An Interview With SB Nation’s Rob Neyer

An interview of SABR member Rob Neyer by Eno Sarris at on May 10:

These pieces are designed to get a sense of how these writers got to where they are, so we didn’t pester Craig Calcaterra, Matthew Leach, Murray Chass or Shannon Drayer with controversial questions in previous iterations of this column. Instead, the focus is on what aspiring writers can learn from their ascension. Neyer, an inspiration to many, was gracious in giving us a little perspective on his past.

Eno Sarris: Where did you grow up? And go to school? Did you always love baseball? Did you play it?

Rob Neyer: I grew up in the Midwest, first in the upper part (Minnesota, North Dakota, Michigan) before moving to the Kansas City area just before my 10th birthday. I always loved the team sports, played them all and was just passable in all. I didn’t really begin to love baseball — the kind the big boys play, I mean — until we moved to Kansas City and I discovered the joys of the late-’70s Royals, who were immensely entertaining.
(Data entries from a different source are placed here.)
//! The shaft edit engine: the only writer of `SimulationData` after load.
//!
//! Geometry edits feed back into the mode table: adding material stiffens
//! the shaft, so every diameter change shifts all critical speeds by
//! `delta_dia * 5%` and rederives the mode frequencies from the new RPM.
//! Metadata edits (material, color, label) and component CRUD leave the
//! frequencies alone.

use uuid::Uuid;

use crate::model::{ComponentKind, ModeShape, RotorComponent, SimulationData};

/// Fractional RPM shift per unit of diameter change.
pub const FREQUENCY_SHIFT_PER_DIA: f64 = 0.05;

/// Hard diameter bounds; pointer drags use a narrower working range but
/// nothing ever writes outside these.
pub const DIA_MIN: f64 = 0.05;
pub const DIA_MAX: f64 = 2.0;

// ---------------------------------------------------------------------------
// Diameter edits
// ---------------------------------------------------------------------------

/// Set one segment's outer diameter (clamped) and retune every mode from
/// the resulting delta. Returns the applied delta, or `None` for an
/// out-of-range index.
pub fn resize_segment(data: &mut SimulationData, index: usize, new_diameter: f64) -> Option<f64> {
    resize_segments(data, index, &[index], new_diameter)
}

/// Multi-select lock resize: the pressed segment takes `new_diameter`
/// (clamped) and every other target shifts by the same delta, clamped per
/// segment. One atomic update, one retune from the pressed segment's delta.
pub fn resize_segments(
    data: &mut SimulationData,
    pressed: usize,
    targets: &[usize],
    new_diameter: f64,
) -> Option<f64> {
    let old = data.shaft_segments.get(pressed)?.outer_diameter;
    let delta = new_diameter.clamp(DIA_MIN, DIA_MAX) - old;
    if delta == 0.0 {
        return Some(0.0);
    }

    for &t in targets {
        if let Some(seg) = data.shaft_segments.get_mut(t) {
            seg.outer_diameter = (seg.outer_diameter + delta).clamp(DIA_MIN, DIA_MAX);
        }
    }
    // The pressed segment lands exactly on the clamped request even when a
    // previous edit left it off-grid.
    if let Some(seg) = data.shaft_segments.get_mut(pressed) {
        seg.outer_diameter = new_diameter.clamp(DIA_MIN, DIA_MAX);
    }

    let shift = delta * FREQUENCY_SHIFT_PER_DIA;
    retune_modes(&mut data.modes, shift);
    log::debug!(
        "resized segment {pressed} (+{} locked) by {delta:+.4}, critical speeds shifted {:+.2}%",
        targets.len().saturating_sub(1),
        shift * 100.0
    );
    Some(delta)
}

/// Shift the whole mode table by a fractional amount and keep the Hz column
/// consistent with the new RPM.
pub fn retune_modes(modes: &mut [ModeShape], shift_percent: f64) {
    for mode in modes {
        mode.rpm *= 1.0 + shift_percent;
        mode.frequency_hz = mode.rpm / 60.0;
    }
}

// ---------------------------------------------------------------------------
// Metadata edits (no frequency coupling)
// ---------------------------------------------------------------------------

pub fn update_segment_material(data: &mut SimulationData, index: usize, material_id: &str) -> bool {
    match data.shaft_segments.get_mut(index) {
        Some(seg) => {
            seg.material_id = material_id.to_string();
            true
        }
        None => false,
    }
}

pub fn update_segment_color(data: &mut SimulationData, index: usize, color: Option<String>) -> bool {
    match data.shaft_segments.get_mut(index) {
        Some(seg) => {
            seg.color = color;
            true
        }
        None => false,
    }
}

pub fn update_segment_label(data: &mut SimulationData, index: usize, label: Option<String>) -> bool {
    match data.shaft_segments.get_mut(index) {
        Some(seg) => {
            seg.label = label;
            true
        }
        None => false,
    }
}

// ---------------------------------------------------------------------------
// Component CRUD
// ---------------------------------------------------------------------------

/// Add a component at a normalized position; the id is a fresh uuid v4.
/// Returns the id.
pub fn add_component(
    data: &mut SimulationData,
    name: &str,
    kind: ComponentKind,
    position: f64,
) -> String {
    let id = Uuid::new_v4().to_string();
    data.rotors.push(RotorComponent {
        id: id.clone(),
        name: name.to_string(),
        kind,
        position: position.clamp(0.0, 1.0),
        width: None,
        diameter: None,
        physics: None,
    });
    log::debug!("added {} component '{name}' at {position:.2}", kind.as_str());
    id
}

/// Apply an in-place update to the component with `id`; false if absent.
pub fn update_component(
    data: &mut SimulationData,
    id: &str,
    update: impl FnOnce(&mut RotorComponent),
) -> bool {
    match data.rotors.iter_mut().find(|c| c.id == id) {
        Some(component) => {
            update(component);
            component.position = component.position.clamp(0.0, 1.0);
            true
        }
        None => false,
    }
}

pub fn remove_component(data: &mut SimulationData, id: &str) -> bool {
    let before = data.rotors.len();
    data.rotors.retain(|c| c.id != id);
    data.rotors.len() != before
}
I went to school at the University of Kansas, which is where I discovered [SABR member] Bill James and first developed my passion for baseball’s amazingly rich history.


Eno Sarris: We’ve been asking if that first job you held has any influence over your current writing, but I guess I’d be surprised if you’ve been using roofing metaphors that I’ve missed all this time. Instead, what was it like working with Bill James? Were there some discoveries that cemented your love of baseball going forward? Was there a particular story, either from baseball, or working with James, that was significant in your development as a writer?

Rob Neyer: What was it like working for Bill James? Well, it was humbling. Bill’s two little fingers contain more intellect than my whole head. And it’s not really a close competition. It’s not easy working for someone who you know, down deep, spends much of the time frustrated with your inferior intellect.

Or maybe that’s just my low self-esteem showing. I don’t know. It was definitely humbling, but also thrilling and I never lost sight of the fact that my dream job, literally, had been to work for Bill James, and there I was actually doing it.